El 17 de marzo de 1992 quedó grabado para siempre en la historia argentina. Ese día, la sede de la Embajada de Israel en Argentina fue escenario de un atentado terrorista que provocó la muerte de 22 personas y dejó 242 heridos, en lo que fue el primer ataque de este tipo en el país.
Eran las 14:45 de un martes caluroso cuando una camioneta Ford F-100, conducida por un atacante suicida y cargada con explosivos, impactó contra el edificio ubicado en la calle Arroyo 910/916, en pleno centro de Buenos Aires. La explosión fue devastadora: una nube de humo negro cubrió la zona y el estruendo sacudió a toda la ciudad.
Las escenas que siguieron fueron de desesperación absoluta. Autos destrozados, edificios dañados, cañerías rotas y agua mezclada con sangre en las calles. Entre los escombros, vecinos, transeúntes y rescatistas improvisados trabajaban contrarreloj para asistir a las víctimas, trasladándolas a hospitales cercanos.
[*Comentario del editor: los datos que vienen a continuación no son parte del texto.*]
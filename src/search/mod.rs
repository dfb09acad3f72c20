//! The automated transformation search engine
//!
//! Composition, leaf to root: the [`evaluator`] turns a candidate
//! transformer into a cross-validated score; the per-family
//! [`calculators`] search their parameter spaces through that score; the
//! [`rfa`] selector and [`probe`] filter pick feature subsets; and the
//! [`auto`] orchestrator runs the calculators in dependency order,
//! tracks column lineage, and prunes the result.

pub mod auto;
pub mod calculators;
pub mod cross_validation;
pub mod evaluator;
pub mod importance;
pub mod logger;
pub mod probe;
pub mod rfa;

pub use auto::{auto_transform, AutoTransformOptions};
pub use cross_validation::{CrossValidator, CvSplit, CvStrategy};
pub use evaluator::evaluate_model;
pub use logger::{NoopLogger, SearchLogger, TracingLogger};
pub use probe::ProbeFeatureSelector;
pub use rfa::RecursiveFeatureAddition;

use crate::model::{Direction, Model, Scoring};
use ndarray::Array1;

/// Everything a calculator needs to score candidates: the model template,
/// the metric and its direction, the CV strategy, optional group labels,
/// and a progress sink. Borrowed for the duration of one search.
pub struct SearchContext<'a> {
    pub model: &'a dyn Model,
    pub scoring: Scoring,
    pub direction: Direction,
    pub cv: CvStrategy,
    pub groups: Option<&'a Array1<i64>>,
    pub logger: &'a dyn SearchLogger,
}

impl<'a> SearchContext<'a> {
    pub fn new(
        model: &'a dyn Model,
        scoring: Scoring,
        direction: Direction,
        logger: &'a dyn SearchLogger,
    ) -> Self {
        Self {
            model,
            scoring,
            direction,
            cv: CvStrategy::default(),
            groups: None,
            logger,
        }
    }

    pub fn with_cv(mut self, cv: CvStrategy) -> Self {
        self.cv = cv;
        self
    }

    pub fn with_groups(mut self, groups: &'a Array1<i64>) -> Self {
        self.groups = Some(groups);
        self
    }
}
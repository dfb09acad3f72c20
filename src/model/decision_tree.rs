//! CART decision tree with native feature importances

use crate::error::{FeatForgeError, Result};
use crate::model::Model;
use ndarray::{Array1, Array2};
use serde::{Deserialize, Serialize};

/// Prediction task the tree is built for.
#[derive(Debug, Clone, Copy, PartialEq, Eq, Serialize, Deserialize)]
pub enum TreeTask {
    Classification,
    Regression,
}

#[derive(Debug, Clone, Serialize, Deserialize)]
enum Node {
    Leaf {
        value: f64,
    },
    Split {
        feature: usize,
        threshold: f64,
        left: Box<Node>,
        right: Box<Node>,
    },
}

/// Binary decision tree. Classification splits minimize Gini impurity,
/// regression splits minimize variance. Impurity decrease accumulates
/// into per-feature importances during fitting.
#[derive(Debug, Clone, Serialize, Deserialize)]
pub struct DecisionTree {
    task: TreeTask,
    max_depth: usize,
    min_samples_split: usize,
    root: Option<Node>,
    importances: Option<Array1<f64>>,
}

impl DecisionTree {
    pub fn classifier() -> Self {
        Self::new(TreeTask::Classification)
    }

    pub fn regressor() -> Self {
        Self::new(TreeTask::Regression)
    }

    fn new(task: TreeTask) -> Self {
        Self {
            task,
            max_depth: 6,
            min_samples_split: 2,
            root: None,
            importances: None,
        }
    }

    pub fn with_max_depth(mut self, depth: usize) -> Self {
        self.max_depth = depth.max(1);
        self
    }

    pub fn with_min_samples_split(mut self, min_samples: usize) -> Self {
        self.min_samples_split = min_samples.max(2);
        self
    }

    fn impurity(&self, targets: &[f64]) -> f64 {
        let n = targets.len() as f64;
        if n == 0.0 {
            return 0.0;
        }
        match self.task {
            TreeTask::Regression => {
                let mean = targets.iter().sum::<f64>() / n;
                targets.iter().map(|t| (t - mean).powi(2)).sum::<f64>() / n
            }
            TreeTask::Classification => {
                let mut counts: std::collections::BTreeMap<i64, usize> = Default::default();
                for &t in targets {
                    *counts.entry(t.round() as i64).or_insert(0) += 1;
                }
                1.0 - counts
                    .values()
                    .map(|&c| (c as f64 / n).powi(2))
                    .sum::<f64>()
            }
        }
    }

    fn leaf_value(&self, targets: &[f64]) -> f64 {
        let n = targets.len() as f64;
        match self.task {
            TreeTask::Regression => targets.iter().sum::<f64>() / n.max(1.0),
            TreeTask::Classification => {
                let mut counts: std::collections::BTreeMap<i64, usize> = Default::default();
                for &t in targets {
                    *counts.entry(t.round() as i64).or_insert(0) += 1;
                }
                counts
                    .into_iter()
                    .max_by_key(|&(_, c)| c)
                    .map(|(class, _)| class as f64)
                    .unwrap_or(0.0)
            }
        }
    }

    fn best_split(
        &self,
        x: &Array2<f64>,
        y: &Array1<f64>,
        rows: &[usize],
    ) -> Option<(usize, f64, f64)> {
        let parent_targets: Vec<f64> = rows.iter().map(|&i| y[i]).collect();
        let parent_impurity = self.impurity(&parent_targets);
        let n = rows.len() as f64;

        let mut best: Option<(usize, f64, f64)> = None;

        for feature in 0..x.ncols() {
            let mut values: Vec<f64> = rows.iter().map(|&i| x[[i, feature]]).collect();
            values.sort_by(|a, b| a.partial_cmp(b).unwrap_or(std::cmp::Ordering::Equal));
            values.dedup();
            if values.len() < 2 {
                continue;
            }

            for pair in values.windows(2) {
                let threshold = (pair[0] + pair[1]) / 2.0;
                let (left, right): (Vec<f64>, Vec<f64>) = rows
                    .iter()
                    .map(|&i| (x[[i, feature]], y[i]))
                    .partition_map(threshold);
                if left.is_empty() || right.is_empty() {
                    continue;
                }

                let child_impurity = (left.len() as f64 * self.impurity(&left)
                    + right.len() as f64 * self.impurity(&right))
                    / n;
                let gain = parent_impurity - child_impurity;

                if gain > best.map_or(1e-12, |(_, _, g)| g) {
                    best = Some((feature, threshold, gain));
                }
            }
        }

        best
    }

    fn build(
        &self,
        x: &Array2<f64>,
        y: &Array1<f64>,
        rows: &[usize],
        depth: usize,
        importances: &mut [f64],
    ) -> Node {
        let targets: Vec<f64> = rows.iter().map(|&i| y[i]).collect();

        if depth >= self.max_depth
            || rows.len() < self.min_samples_split
            || self.impurity(&targets) <= 1e-12
        {
            return Node::Leaf {
                value: self.leaf_value(&targets),
            };
        }

        match self.best_split(x, y, rows) {
            Some((feature, threshold, gain)) => {
                importances[feature] += rows.len() as f64 * gain;

                let (left_rows, right_rows): (Vec<usize>, Vec<usize>) = rows
                    .iter()
                    .partition(|&&i| x[[i, feature]] <= threshold);

                Node::Split {
                    feature,
                    threshold,
                    left: Box::new(self.build(x, y, &left_rows, depth + 1, importances)),
                    right: Box::new(self.build(x, y, &right_rows, depth + 1, importances)),
                }
            }
            None => Node::Leaf {
                value: self.leaf_value(&targets),
            },
        }
    }

    fn predict_one(&self, node: &Node, row: &[f64]) -> f64 {
        match node {
            Node::Leaf { value } => *value,
            Node::Split {
                feature,
                threshold,
                left,
                right,
            } => {
                if row[*feature] <= *threshold {
                    self.predict_one(left, row)
                } else {
                    self.predict_one(right, row)
                }
            }
        }
    }
}

trait PartitionMap {
    fn partition_map(self, threshold: f64) -> (Vec<f64>, Vec<f64>);
}

impl<I: Iterator<Item = (f64, f64)>> PartitionMap for I {
    fn partition_map(self, threshold: f64) -> (Vec<f64>, Vec<f64>) {
        let mut left = Vec::new();
        let mut right = Vec::new();
        for (value, target) in self {
            if value <= threshold {
                left.push(target);
            } else {
                right.push(target);
            }
        }
        (left, right)
    }
}

impl Model for DecisionTree {
    fn fit(&mut self, x: &Array2<f64>, y: &Array1<f64>) -> Result<()> {
        if x.nrows() != y.len() {
            return Err(FeatForgeError::ShapeError {
                expected: format!("{} targets", x.nrows()),
                actual: format!("{} targets", y.len()),
            });
        }
        if x.nrows() == 0 {
            return Err(FeatForgeError::DataError(
                "cannot fit on an empty matrix".to_string(),
            ));
        }

        let rows: Vec<usize> = (0..x.nrows()).collect();
        let mut importances = vec![0.0; x.ncols()];
        self.root = Some(self.build(x, y, &rows, 0, &mut importances));

        let total: f64 = importances.iter().sum();
        if total > 0.0 {
            for imp in &mut importances {
                *imp /= total;
            }
        }
        self.importances = Some(Array1::from_vec(importances));
        Ok(())
    }

    fn predict(&self, x: &Array2<f64>) -> Result<Array1<f64>> {
        let root = self.root.as_ref().ok_or(FeatForgeError::NotFitted)?;
        let preds: Vec<f64> = x
            .rows()
            .into_iter()
            .map(|row| {
                let values: Vec<f64> = row.iter().copied().collect();
                self.predict_one(root, &values)
            })
            .collect();
        Ok(Array1::from_vec(preds))
    }

    fn feature_importances(&self) -> Option<Array1<f64>> {
        self.importances.clone()
    }

    fn clone_unfitted(&self) -> Box<dyn Model> {
        Box::new(Self {
            task: self.task,
            max_depth: self.max_depth,
            min_samples_split: self.min_samples_split,
            root: None,
            importances: None,
        })
    }
}
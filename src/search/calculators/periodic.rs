//! Datetime expansion and cyclical-feature calculators (heuristic, no
//! evaluator involvement)

use crate::dataset;
use crate::error::Result;
use crate::search::calculators::ParamCalculator;
use crate::search::SearchContext;
use crate::transforms::{
    CyclicalFeaturesTransformer, CyclicalParams, DateTimeParams, DateTimeTransformer, Transform,
    TransformSpec,
};
use ndarray::Array1;
use polars::prelude::*;
use std::collections::BTreeMap;

/// Expands every datetime column into numeric components.
#[derive(Debug, Clone, Copy, Default)]
pub struct DateTimeTransformerParamCalculator;

impl ParamCalculator for DateTimeTransformerParamCalculator {
    fn calculate_best_params(
        &self,
        x: &DataFrame,
        _y: &Array1<f64>,
        ctx: &SearchContext,
    ) -> Result<Option<TransformSpec>> {
        ctx.logger.task_start("Detecting datetime features");

        let features = dataset::datetime_columns(x);
        if features.is_empty() {
            ctx.logger
                .warn("No datetime transformations was applied to any column");
            return Ok(None);
        }

        ctx.logger.task_result(&format!(
            "Datetime transformations applied to {} column(s)",
            features.len()
        ));
        let transform =
            Transform::DateTimeTransformer(DateTimeTransformer::new(DateTimeParams { features }));
        Ok(Some(transform.spec()?))
    }
}

/// Infers cyclical periods from column-name suffixes (datetime component
/// naming) or from low-cardinality value sets.
#[derive(Debug, Clone, Copy, Default)]
pub struct CyclicalFeaturesTransformerParamCalculator;

impl CyclicalFeaturesTransformerParamCalculator {
    const SUFFIX_PERIODS: [(&'static str, f64); 6] = [
        ("_month", 12.0),
        ("_day", 31.0),
        ("_weekday", 7.0),
        ("_hour", 24.0),
        ("_minute", 60.0),
        ("_second", 60.0),
    ];
    const PCT_UNIQUE_THRESHOLD: f64 = 0.10;

    fn period_for(x: &DataFrame, column: &str) -> Result<Option<f64>> {
        let lower = column.to_lowercase();
        for (suffix, period) in Self::SUFFIX_PERIODS {
            if lower.ends_with(suffix) {
                return Ok(Some(period));
            }
        }

        let distinct = dataset::n_unique(x, column)?;
        let pct_unique = distinct as f64 / x.height().max(1) as f64;
        if distinct > 2 && pct_unique < Self::PCT_UNIQUE_THRESHOLD {
            return Ok(Some(distinct as f64));
        }

        Ok(None)
    }
}

impl ParamCalculator for CyclicalFeaturesTransformerParamCalculator {
    fn calculate_best_params(
        &self,
        x: &DataFrame,
        _y: &Array1<f64>,
        ctx: &SearchContext,
    ) -> Result<Option<TransformSpec>> {
        ctx.logger.task_start("Detecting cyclical features");

        let mut transformation_options = BTreeMap::new();
        for column in dataset::numerical_columns(x) {
            if let Some(period) = Self::period_for(x, &column)? {
                transformation_options.insert(column, period);
            }
        }

        if transformation_options.is_empty() {
            ctx.logger
                .warn("No cyclical features was applied to any column");
            return Ok(None);
        }

        ctx.logger.task_result(&format!(
            "Cyclical features applied to {} column(s)",
            transformation_options.len()
        ));
        let transform = Transform::CyclicalFeaturesTransformer(CyclicalFeaturesTransformer::new(
            CyclicalParams {
                transformation_options,
            },
        ));
        Ok(Some(transform.spec()?))
    }
}

#[cfg(test)]
mod tests {
    use super::*;
    use crate::model::{DecisionTree, Direction, Scoring};
    use crate::search::NoopLogger;

    #[test]
    fn test_suffix_period_detection() {
        let df = DataFrame::new(vec![
            Series::new(
                "ts_month".into(),
                (0..120).map(|i| (i % 12 + 1) as f64).collect::<Vec<_>>(),
            )
            .into(),
        ])
        .unwrap();
        let y: Array1<f64> = (0..120).map(|i| i as f64).collect();

        let model = DecisionTree::regressor();
        let logger = NoopLogger;
        let ctx = SearchContext::new(&model, Scoring::R2, Direction::Maximize, &logger);

        let spec = CyclicalFeaturesTransformerParamCalculator
            .calculate_best_params(&df, &y, &ctx)
            .unwrap()
            .unwrap();

        let rebuilt = Transform::from_spec(&spec).unwrap();
        match rebuilt {
            Transform::CyclicalFeaturesTransformer(t) => {
                assert_eq!(t.params().transformation_options["ts_month"], 12.0);
            }
            _ => unreachable!(),
        }
    }

    #[test]
    fn test_high_cardinality_column_not_cyclical() {
        let df = DataFrame::new(vec![
            Series::new("a".into(), (0..50).map(|i| i as f64).collect::<Vec<_>>()).into(),
        ])
        .unwrap();
        let y: Array1<f64> = (0..50).map(|i| i as f64).collect();

        let model = DecisionTree::regressor();
        let logger = NoopLogger;
        let ctx = SearchContext::new(&model, Scoring::R2, Direction::Maximize, &logger);

        let spec = CyclicalFeaturesTransformerParamCalculator
            .calculate_best_params(&df, &y, &ctx)
            .unwrap();
        assert!(spec.is_none());
    }

    #[test]
    fn test_no_datetime_columns_yields_none() {
        let df = DataFrame::new(vec![
            Series::new("a".into(), &[1.0, 2.0, 3.0, 4.0, 5.0]).into(),
        ])
        .unwrap();
        let y: Array1<f64> = (0..5).map(|i| i as f64).collect();

        let model = DecisionTree::regressor();
        let logger = NoopLogger;
        let ctx = SearchContext::new(&model, Scoring::R2, Direction::Maximize, &logger);

        let spec = DateTimeTransformerParamCalculator
            .calculate_best_params(&df, &y, &ctx)
            .unwrap();
        assert!(spec.is_none());
    }
}
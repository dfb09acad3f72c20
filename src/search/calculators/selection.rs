//! Column-selection calculator: recursive feature addition over the
//! numeric columns

use crate::dataset;
use crate::error::Result;
use crate::search::calculators::ParamCalculator;
use crate::search::{RecursiveFeatureAddition, SearchContext};
use crate::transforms::{ColumnSelection, ColumnSelectionParams, Transform, TransformSpec};
use ndarray::Array1;
use polars::prelude::*;

#[derive(Debug, Clone, Copy, Default)]
pub struct ColumnSelectionParamCalculator;

impl ParamCalculator for ColumnSelectionParamCalculator {
    fn calculate_best_params(
        &self,
        x: &DataFrame,
        y: &Array1<f64>,
        ctx: &SearchContext,
    ) -> Result<Option<TransformSpec>> {
        let numeric = dataset::numerical_columns(x);
        if numeric.is_empty() {
            ctx.logger.warn("No numeric columns available for selection");
            return Ok(None);
        }
        let subset = x.select(numeric.iter().map(|s| s.as_str()))?;

        ctx.logger.task_start("Starting feature selection");

        let selected = RecursiveFeatureAddition::new().fit(&subset, y, ctx)?;
        if selected.is_empty() {
            ctx.logger.warn("Feature selection kept no columns");
            return Ok(None);
        }

        ctx.logger
            .task_result(&format!("Selected {} features", selected.len()));

        let transform = Transform::ColumnSelection(ColumnSelection::new(ColumnSelectionParams {
            features: selected,
        }));
        Ok(Some(transform.spec()?))
    }
}
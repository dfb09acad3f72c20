//! Probe feature selection

use crate::dataset;
use crate::error::Result;
use crate::search::importance::feature_importance;
use crate::search::SearchContext;
use ndarray::{Array1, Array2};
use polars::prelude::*;
use rand::Rng;
use rand::SeedableRng;
use rand_chacha::ChaCha8Rng;

const PROBE_SEED: u64 = 42;

/// Cheap batch filter: append a random standard-normal probe column, fit
/// the model once, and keep only the features whose importance strictly
/// exceeds the probe's. Anything a pure-noise column beats is not worth a
/// cross-validated evaluation.
#[derive(Debug, Clone, Copy)]
pub struct ProbeFeatureSelector;

impl ProbeFeatureSelector {
    pub fn fit(x: &DataFrame, y: &Array1<f64>, ctx: &SearchContext) -> Result<Vec<String>> {
        let columns = dataset::numerical_columns(x);
        if columns.is_empty() {
            return Ok(Vec::new());
        }

        let matrix = dataset::columns_to_array2(x, &columns)?;
        let with_probe = Self::append_probe(&matrix);

        let importances =
            feature_importance(ctx.model, &with_probe, y, ctx.scoring, ctx.direction)?;
        let probe_importance = importances[importances.len() - 1];

        Ok(columns
            .into_iter()
            .enumerate()
            .filter(|(i, _)| importances[*i] > probe_importance)
            .map(|(_, column)| column)
            .collect())
    }

    fn append_probe(matrix: &Array2<f64>) -> Array2<f64> {
        let n = matrix.nrows();
        let p = matrix.ncols();
        let mut rng = ChaCha8Rng::seed_from_u64(PROBE_SEED);

        let mut with_probe = Array2::zeros((n, p + 1));
        with_probe
            .slice_mut(ndarray::s![.., ..p])
            .assign(matrix);
        for row in 0..n {
            with_probe[[row, p]] = Self::standard_normal(&mut rng);
        }
        with_probe
    }

    /// Box-Muller draw from the standard normal.
    fn standard_normal(rng: &mut ChaCha8Rng) -> f64 {
        let u1: f64 = rng.gen_range(1e-12..1.0);
        let u2: f64 = rng.gen::<f64>();
        (-2.0 * u1.ln()).sqrt() * (std::f64::consts::TAU * u2).cos()
    }
}
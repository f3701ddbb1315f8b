use super::store::WindowStore;
use super::types::{RateLimitDecision, RateLimitPolicy, Window};
use crate::clock::Clock;
use crate::error::Result;
use crate::metrics;
use chrono::{DateTime, Utc};
use std::sync::Arc;
use std::time::Duration;
use tokio::task::JoinHandle;
use tracing::{debug, trace};

/// Fixed-window rate limiter over a shared [`WindowStore`].
///
/// A request straddling a window boundary may see up to twice the limit in
/// any rolling interval of one window length.
pub struct RateLimiter {
    store: Arc<WindowStore>,
    policy: RateLimitPolicy,
    clock: Arc<dyn Clock>,
}

impl RateLimiter {
    /// Create a limiter over a store owned by the caller
    pub fn new(store: Arc<WindowStore>, policy: RateLimitPolicy, clock: Arc<dyn Clock>) -> Self {
        Self {
            store,
            policy,
            clock,
        }
    }

    /// The process-wide policy
    pub fn policy(&self) -> &RateLimitPolicy {
        &self.policy
    }

    /// Check and count one request for `identity` under the global policy
    pub fn admit(&self, identity: &str) -> Result<RateLimitDecision> {
        self.check(identity, &self.policy)
    }

    /// Check and count one request for `identity` under `policy`.
    ///
    /// Reset, comparison and increment happen under the identity's shard
    /// lock, so concurrent callers can never both take the last slot.
    pub fn check(&self, identity: &str, policy: &RateLimitPolicy) -> Result<RateLimitDecision> {
        let now = self.clock.now();
        let limit = policy.max_requests();

        let decision = self.store.update(
            identity,
            now,
            || Window::open(policy, now),
            |window| {
                if window.is_expired(now) {
                    *window = Window::open(policy, now);
                }

                if window.count < limit {
                    window.count += 1;
                    RateLimitDecision::allowed(limit, limit - window.count, window.reset_at)
                } else {
                    RateLimitDecision::denied(
                        limit,
                        window.reset_at,
                        retry_after_secs(now, window.reset_at),
                    )
                }
            },
        )?;

        trace!(
            identity = %identity,
            allowed = decision.allowed,
            remaining = decision.remaining,
            "Rate limit checked"
        );

        Ok(decision)
    }

    /// Remove expired windows, returning how many were dropped
    pub fn sweep(&self) -> usize {
        self.store.sweep_expired(self.clock.now())
    }

    /// Number of identities currently tracked
    pub fn tracked_identities(&self) -> usize {
        self.store.len()
    }
}

/// Whole seconds until `reset_at`, rounded up and never below one
fn retry_after_secs(now: DateTime<Utc>, reset_at: DateTime<Utc>) -> u64 {
    let millis = (reset_at - now).num_milliseconds().max(0);
    ((millis + 999) / 1000).max(1) as u64
}

/// Periodically sweep expired windows until the returned handle is aborted
pub fn spawn_window_sweeper(limiter: Arc<RateLimiter>, every: Duration) -> JoinHandle<()> {
    tokio::spawn(async move {
        let mut ticker = tokio::time::interval(every);
        // The first tick completes immediately
        ticker.tick().await;

        loop {
            ticker.tick().await;
            let removed = limiter.sweep();
            let tracked = limiter.tracked_identities();
            metrics::record_window_store_size(tracked);
            if removed > 0 {
                debug!(removed, tracked, "Swept expired rate limit windows");
            }
        }
    })
}
use super::AppState;
use crate::auth::Identity;
use crate::error::{Result, ServiceError};
use crate::repository::{Expense, ExpenseFilter};
use axum::{
    extract::{
        rejection::{JsonRejection, PathRejection, QueryRejection},
        Path, Query, State,
    },
    http::StatusCode,
    response::IntoResponse,
    Extension, Json,
};
use chrono::{DateTime, NaiveDate, NaiveTime, TimeZone, Utc};
use serde::Deserialize;
use serde_json::json;
use tracing::info;
use uuid::Uuid;

const DEFAULT_PAGE_SIZE: usize = 10;
const MAX_PAGE_SIZE: usize = 100;
const DEFAULT_CURRENCY: &str = "USD";

type JsonBody<T> = std::result::Result<Json<T>, JsonRejection>;

/// Body of create and update requests
#[derive(Debug, Deserialize)]
pub struct ExpenseInput {
    pub amount: f64,
    #[serde(default)]
    pub currency: Option<String>,
    pub category: String,
    pub description: String,
    #[serde(default)]
    pub timestamp: Option<DateTime<Utc>>,
}

impl ExpenseInput {
    fn into_expense(self, id: Uuid, owner: &Identity, now: DateTime<Utc>) -> Result<Expense> {
        if !self.amount.is_finite() {
            return Err(ServiceError::BadRequest("amount must be a finite number".to_string()));
        }
        if self.category.trim().is_empty() {
            return Err(ServiceError::BadRequest("category is required".to_string()));
        }
        if self.description.trim().is_empty() {
            return Err(ServiceError::BadRequest("description is required".to_string()));
        }

        let currency = match self.currency {
            Some(c) if !c.trim().is_empty() => c,
            _ => DEFAULT_CURRENCY.to_string(),
        };

        Ok(Expense {
            id,
            user_id: owner.as_str().to_string(),
            amount: self.amount,
            currency,
            category: self.category,
            description: self.description,
            timestamp: self.timestamp.unwrap_or(now),
        })
    }
}

#[derive(Debug, Default, Deserialize)]
pub struct ListParams {
    pub category: Option<String>,
    pub currency: Option<String>,
    pub from: Option<String>,
    pub to: Option<String>,
    pub limit: Option<usize>,
    pub offset: Option<usize>,
}

#[derive(Debug, Default, Deserialize)]
pub struct SummaryParams {
    pub from: Option<String>,
    pub to: Option<String>,
}

fn parse_day(field: &str, value: &str) -> Result<NaiveDate> {
    NaiveDate::parse_from_str(value, "%Y-%m-%d").map_err(|_| {
        ServiceError::BadRequest(format!("{} must be a date in YYYY-MM-DD form", field))
    })
}

fn start_of(day: NaiveDate) -> DateTime<Utc> {
    Utc.from_utc_datetime(&day.and_time(NaiveTime::MIN))
}

/// Build a filter from inclusive `from`/`to` days
fn day_range(
    identity: &Identity,
    from: Option<&str>,
    to: Option<&str>,
) -> Result<ExpenseFilter> {
    let mut filter = ExpenseFilter::for_user(identity.as_str());

    if let Some(from) = from {
        filter.from = Some(start_of(parse_day("from", from)?));
    }
    if let Some(to) = to {
        // `to` includes the whole day; an unrepresentable next day means no bound
        filter.until = parse_day("to", to)?.succ_opt().map(start_of);
    }

    Ok(filter)
}

fn expense_id(path: std::result::Result<Path<Uuid>, PathRejection>) -> Result<Uuid> {
    path.map(|Path(id)| id)
        .map_err(|_| ServiceError::NotFound("Expense not found".to_string()))
}

fn not_found() -> ServiceError {
    ServiceError::NotFound("Expense not found".to_string())
}

/// `POST /api/v1/expenses`
pub async fn create_expense(
    State(state): State<AppState>,
    Extension(identity): Extension<Identity>,
    payload: JsonBody<ExpenseInput>,
) -> Result<impl IntoResponse> {
    let Json(input) = payload.map_err(|e| ServiceError::BadRequest(e.body_text()))?;
    let expense = input.into_expense(Uuid::new_v4(), &identity, state.clock.now())?;
    let expense = state.expenses.insert(expense).await?;

    info!(identity = %identity, expense_id = %expense.id, "Expense created");

    Ok((StatusCode::CREATED, Json(json!({ "expense": expense }))))
}

/// `GET /api/v1/expenses/:id`
pub async fn get_expense(
    State(state): State<AppState>,
    Extension(identity): Extension<Identity>,
    path: std::result::Result<Path<Uuid>, PathRejection>,
) -> Result<impl IntoResponse> {
    let id = expense_id(path)?;
    let expense = state
        .expenses
        .get(identity.as_str(), id)
        .await?
        .ok_or_else(not_found)?;

    Ok(Json(json!({ "expense": expense })))
}

/// `PUT /api/v1/expenses/:id`
pub async fn update_expense(
    State(state): State<AppState>,
    Extension(identity): Extension<Identity>,
    path: std::result::Result<Path<Uuid>, PathRejection>,
    payload: JsonBody<ExpenseInput>,
) -> Result<impl IntoResponse> {
    let id = expense_id(path)?;
    let Json(input) = payload.map_err(|e| ServiceError::BadRequest(e.body_text()))?;

    let existing = state
        .expenses
        .get(identity.as_str(), id)
        .await?
        .ok_or_else(not_found)?;
    let replacement = input.into_expense(id, &identity, existing.timestamp)?;

    let expense = state
        .expenses
        .update(replacement)
        .await?
        .ok_or_else(not_found)?;

    info!(identity = %identity, expense_id = %id, "Expense updated");

    Ok(Json(json!({
        "message": "Expense updated",
        "expense": expense,
    })))
}

/// `DELETE /api/v1/expenses/:id`
pub async fn delete_expense(
    State(state): State<AppState>,
    Extension(identity): Extension<Identity>,
    path: std::result::Result<Path<Uuid>, PathRejection>,
) -> Result<impl IntoResponse> {
    let id = expense_id(path)?;
    if !state.expenses.delete(identity.as_str(), id).await? {
        return Err(not_found());
    }

    info!(identity = %identity, expense_id = %id, "Expense deleted");

    Ok(Json(json!({ "message": "Expense deleted" })))
}

/// `GET /api/v1/expenses`
pub async fn list_expenses(
    State(state): State<AppState>,
    Extension(identity): Extension<Identity>,
    params: std::result::Result<Query<ListParams>, QueryRejection>,
) -> Result<impl IntoResponse> {
    let Query(params) = params.map_err(|e| ServiceError::BadRequest(e.body_text()))?;

    let mut filter = day_range(&identity, params.from.as_deref(), params.to.as_deref())?;
    filter.category = params.category.filter(|c| !c.is_empty());
    filter.currency = params.currency.filter(|c| !c.is_empty());
    filter.limit = params.limit.unwrap_or(DEFAULT_PAGE_SIZE).min(MAX_PAGE_SIZE);
    filter.offset = params.offset.unwrap_or(0);

    let expenses = state.expenses.list(&filter).await?;
    Ok(Json(json!({ "expenses": expenses })))
}

/// `GET /api/v1/expenses/summary`
pub async fn expense_summary(
    State(state): State<AppState>,
    Extension(identity): Extension<Identity>,
    params: std::result::Result<Query<SummaryParams>, QueryRejection>,
) -> Result<impl IntoResponse> {
    let Query(params) = params.map_err(|e| ServiceError::BadRequest(e.body_text()))?;
    let filter = day_range(&identity, params.from.as_deref(), params.to.as_deref())?;

    let totals = state.expenses.summarize(&filter).await?;
    Ok(Json(totals))
}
El médico Jorge Neira, uno de los profesionales que participó del operativo, recordó años después la magnitud del horror: “Llegamos en ambulancia a los pocos minutos. Pensamos que había sido una explosión menor, nunca algo así. La sensación era de angustia, de no saber qué hacer. Son situaciones que superan el profesionalismo”.
El ataque no solo destruyó la sede diplomática y el consulado, sino que también afectó gravemente a edificios linderos: un hogar de ancianos, una iglesia y viviendas de la zona sufrieron importantes daños. Entre las víctimas hubo argentinos y extranjeros —israelíes, italianos, uruguayos, bolivianos y paraguayos—, incluyendo empleados de la embajada, vecinos y trabajadores que se encontraban en el lugar.
Durante años hubo confusión sobre la cantidad de fallecidos. Recién en 1999, la Corte Suprema de Justicia de la Nación Argentina estableció oficialmente que las víctimas fatales fueron 22, cifra que hoy figura en la placa conmemorativa ubicada en la esquina de Arroyo y Suipacha, donde funcionaba la embajada.
El atentado marcó un antes y un después en el país. Dos años más tarde, el 18 de julio de 1994, un nuevo ataque terrorista —esta vez contra la Asociación Mutual Israelita Argentina— dejó 85 muertos y más de 300 heridos, convirtiéndose en el peor atentado de la historia argentina.
A más de tres décadas del ataque a la Embajada de Israel, la herida sigue abierta y el reclamo de justicia continúa vigente.